Раздавшийся снизу гул взрыва сотряс пол кабины. Лифт зашатался, но не прекратил движения. Правой рукой я схватилась за плечо Тима и прижалась к нему, склонив голову — он, в свою очередь, обнял меня, не касаясь места моей раны.
Кабину трясло и шатало; вокруг сыпались искры. Пол ходил ходуном. Нас обдавало жаром. Каждая секунда могла оказаться последней. Сердце бешено колотилась, и я почти была уверена, что слышу такое же биение сердца Тима. Лампы на потолке погасли, и в кромешной темноте, которую расчерчивали со всех сторон трескучие искры и громыхания взрывов, представлялось невозможным предугадать ход дальнейших событий. Упадёт ли кабина? Выживем ли мы в случае падения лифта? А если и да, то как надолго в пожаре и условиях вдыхания распада продуктов горения сможем продержаться?
— Кать, — в общем шуме и грохоте голос Тима слышался тихо, но в то же время отчётливо. Его лицо я еле могла различить в моменты особенно ярких вспышек электричества, но и то на секунду. По этим мимолетным всполохам я кое-как поняла, что глаза его обращены ко мне, и в них кроется… Что именно, я не могла точно определить и назвать. Сожаление? Раскаяние? Страх за наши жизни? Всё вместе? Возможно. И что-то ещё…
— Прости, что я ушёл. Тогда… И вообще за это прости, если сможешь. Я не должен был…
Очередной треск над нами осветил кабину, и я увидела, что Тим склонил голову. Его руки крепче сжали меня. Во время следующей вспышки он, однако, уже глядел мне в глаза.
— Просто я…
Тут пол прекратил под нами шататься. Ощущение жара сделалось более слабым, как и звуки взрыва. Движение кабины стало более плавным, ровным. Но свет по-прежнему отсутствовал — видимо, лампы перегорели. Или ещё каким-то способом испортились от пережитого — в отличие от Тима, я в этом не разбиралась. Мне вдруг захотелось смеяться. Я улыбнулась, но на глаза, наоборот, навернулись слёзы.
— Тим, — прошептала я в тишине. — Я всё знаю. Я обо всём догадалась…
Боль от пережитых физических и психологических увечий и усталость разливались по телу, вызывая странное, похожее на наркотическое опьянение чувство. Удивительно, но присутствие Тима рядом, его прикосновения, тепла и дыхания только усиливали этот эффект, распаляя его и разнося, словно дым.
— Давно? — услышала я ровный, почти спокойный вопрос. Напускное спокойствие, за которым скрывалась дрожь…
— Нет, — вместе со слезами у меня вырвался нервный смешок. — Там, в лаборатории. Хотя… Нет. Первые мысли об этом возникли раньше. Перед тем как мы… И вообще тогда.
Когда я перечитывала наш общий диалог, будучи в доску пьяной, Тим. А потом пришёл ты, и случившееся расставило всё на свои места.
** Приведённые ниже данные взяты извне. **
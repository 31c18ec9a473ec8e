use crate::error::AuthError;
use serde::{Deserialize, Serialize};

/// Role names are a closed set; permission logic never matches on raw
/// strings.
#[derive(Debug, Clone, Copy, Serialize, Deserialize, PartialEq, Eq)]
pub enum Role {
    /// Unrestricted access across all contexts
    #[serde(rename = "GLOBAL_ADMIN")]
    GlobalAdmin,
    /// Administrative access within one partner context
    #[serde(rename = "TENANT_ADMIN")]
    TenantAdmin,
    /// Read access within one partner context
    #[serde(rename = "TENANT_MEMBER")]
    TenantMember,
}

impl Role {
    /// Whether this role is scoped to a partner context
    pub fn is_tenant_scoped(&self) -> bool {
        matches!(self, Role::TenantAdmin | Role::TenantMember)
    }
}

/// One role granted to a subject, optionally scoped to a partner context.
#[derive(Debug, Clone, Serialize, Deserialize, PartialEq)]
pub struct RoleAssignment {
    /// The granted role
    pub role: Role,
    /// Partner context the role applies to; absent for global roles
    #[serde(skip_serializing_if = "Option::is_none")]
    pub context_id: Option<String>,
    /// When the role was granted (unix seconds)
    pub granted_at: i64,
    /// Identity that granted the role
    pub granted_by: String,
}

impl RoleAssignment {
    /// Creates a global-admin assignment.
    pub fn global_admin(granted_by: impl Into<String>) -> Self {
        Self {
            role: Role::GlobalAdmin,
            context_id: None,
            granted_at: chrono::Utc::now().timestamp(),
            granted_by: granted_by.into(),
        }
    }

    /// Creates a tenant-scoped assignment.
    pub fn tenant(role: Role, context_id: impl Into<String>, granted_by: impl Into<String>) -> Self {
        Self {
            role,
            context_id: Some(context_id.into()),
            granted_at: chrono::Utc::now().timestamp(),
            granted_by: granted_by.into(),
        }
    }

    /// A tenant-scoped role without a context id is invalid, as is a
    /// global role carrying one.
    pub fn is_well_formed(&self) -> bool {
        match self.role {
            Role::GlobalAdmin => self.context_id.is_none(),
            Role::TenantAdmin | Role::TenantMember => self.context_id.is_some(),
        }
    }
}

/// Rate-limit tier derived from the subject's roles.
#[derive(Debug, Clone, Copy, Serialize, Deserialize, PartialEq, Eq)]
pub enum RateLimitTier {
    /// Default tier
    #[serde(rename = "standard")]
    Standard,
    /// Elevated tier for administrative subjects
    #[serde(rename = "privileged")]
    Privileged,
}

impl RateLimitTier {
    /// Derives the tier from a set of role assignments.
    pub fn from_roles(roles: &[RoleAssignment]) -> Self {
        let admin = roles
            .iter()
            .any(|r| matches!(r.role, Role::GlobalAdmin | Role::TenantAdmin));
        if admin {
            RateLimitTier::Privileged
        } else {
            RateLimitTier::Standard
        }
    }
}

/// The verified identity carried through a request.
///
/// Owned by the request that produced it; nothing here is shared across
/// requests.
#[derive(Debug, Clone, Serialize, Deserialize, PartialEq)]
pub struct SessionClaims {
    /// Opaque subject identifier
    pub sub: String,
    /// Subject email
    pub email: String,
    /// Whether the identity provider verified the email
    pub email_verified: bool,
    /// Display name
    pub name: String,
    /// Avatar URL
    #[serde(skip_serializing_if = "Option::is_none")]
    pub picture: Option<String>,
    /// Ordered role assignments
    pub roles: Vec<RoleAssignment>,
    /// Issued-at (unix seconds)
    pub iat: i64,
    /// Expiry (unix seconds); `exp - iat` never exceeds the configured
    /// maximum lifetime
    pub exp: i64,
    /// Unique identifier of this token issuance
    pub jti: String,
    /// Session identifier, rotated on refresh
    pub sid: String,
    /// Rate-limit tier derived from roles at issuance
    pub tier: RateLimitTier,
    /// Last activity (unix seconds), refreshed on token rotation
    pub last_activity: i64,
}

impl SessionClaims {
    /// Whether the token has expired at `now` (strict comparison, no
    /// skew allowance).
    pub fn is_expired_at(&self, now: i64) -> bool {
        self.exp <= now
    }

    /// Structural check: claims missing `jti`, `sid`, or `sub` are
    /// rejected, as are malformed role assignments.
    pub fn validate_structure(&self) -> Result<(), AuthError> {
        if self.sub.is_empty() || self.jti.is_empty() || self.sid.is_empty() {
            return Err(AuthError::InvalidToken);
        }
        if self.roles.iter().any(|r| !r.is_well_formed()) {
            return Err(AuthError::InvalidToken);
        }
        Ok(())
    }

    /// Whether any assignment carries the given role.
    pub fn has_role(&self, role: Role) -> bool {
        self.roles.iter().any(|r| r.role == role)
    }
}

#[cfg(test)]
mod tests {
    use super::*;

    fn claims_with_roles(roles: Vec<RoleAssignment>) -> SessionClaims {
        let now = chrono::Utc::now().timestamp();
        SessionClaims {
            sub: "user-1".to_string(),
            email: "user@example.com".to_string(),
            email_verified: true,
            name: "User".to_string(),
            picture: None,
            roles,
            iat: now,
            exp: now + 3600,
            jti: "jti-1".to_string(),
            sid: "sid-1".to_string(),
            tier: RateLimitTier::Standard,
            last_activity: now,
        }
    }

    #[test]
    fn test_tenant_role_without_context_is_malformed() {
        let assignment = RoleAssignment {
            role: Role::TenantAdmin,
            context_id: None,
            granted_at: 0,
            granted_by: "system".to_string(),
        };
        assert!(!assignment.is_well_formed());

        let claims = claims_with_roles(vec![assignment]);
        assert!(matches!(
            claims.validate_structure(),
            Err(AuthError::InvalidToken)
        ));
    }

    #[test]
    fn test_global_admin_with_context_is_malformed() {
        let assignment = RoleAssignment {
            role: Role::GlobalAdmin,
            context_id: Some("partner_1".to_string()),
            granted_at: 0,
            granted_by: "system".to_string(),
        };
        assert!(!assignment.is_well_formed());
    }

    #[test]
    fn test_missing_identifiers_rejected() {
        let mut claims = claims_with_roles(vec![]);
        claims.jti = String::new();
        assert!(claims.validate_structure().is_err());

        let mut claims = claims_with_roles(vec![]);
        claims.sid = String::new();
        assert!(claims.validate_structure().is_err());

        let mut claims = claims_with_roles(vec![]);
        claims.sub = String::new();
        assert!(claims.validate_structure().is_err());
    }

    #[test]
    fn test_expiry_is_strict() {
        let claims = claims_with_roles(vec![]);
        assert!(claims.is_expired_at(claims.exp));
        assert!(!claims.is_expired_at(claims.exp - 1));
    }

    #[test]
    fn test_tier_derivation() {
        let member = claims_with_roles(vec![RoleAssignment::tenant(
            Role::TenantMember,
            "partner_1",
            "system",
        )]);
        assert_eq!(RateLimitTier::from_roles(&member.roles), RateLimitTier::Standard);

        let admin = claims_with_roles(vec![RoleAssignment::tenant(
            Role::TenantAdmin,
            "partner_1",
            "system",
        )]);
        assert_eq!(
            RateLimitTier::from_roles(&admin.roles),
            RateLimitTier::Privileged
        );
    }

    #[test]
    fn test_role_serde_names() {
        let json = serde_json::to_string(&Role::GlobalAdmin).unwrap();
        assert_eq!(json, "\"GLOBAL_ADMIN\"");
        let role: Role = serde_json::from_str("\"TENANT_MEMBER\"").unwrap();
        assert_eq!(role, Role::TenantMember);
    }
}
— Вот оно как, — пробормотал Тим. Очевидно, он осознал всё, что я имела в виду. И, в свою очередь, то, что и я поняла окончание недосказанной им фразы.
— Да. Ты был прав, — всхлипнув, я рассмеялась. — Видеть между строк — не моё. Даже Химик в этом плане показал себя лучше меня.
— Но сам он точно не может быть лучше тебя, — вымолвил Тим.
— Да, — улыбнулась я. На щёки скатились слёзы. — Да, может быть.
И не дав себе подумать о том, что делаю, повернулась к Тиму и поцеловала его. Продолжительно, в губы, обняв его правой рукой. С таким чувством и жаром, на какие только была в этот момент способна.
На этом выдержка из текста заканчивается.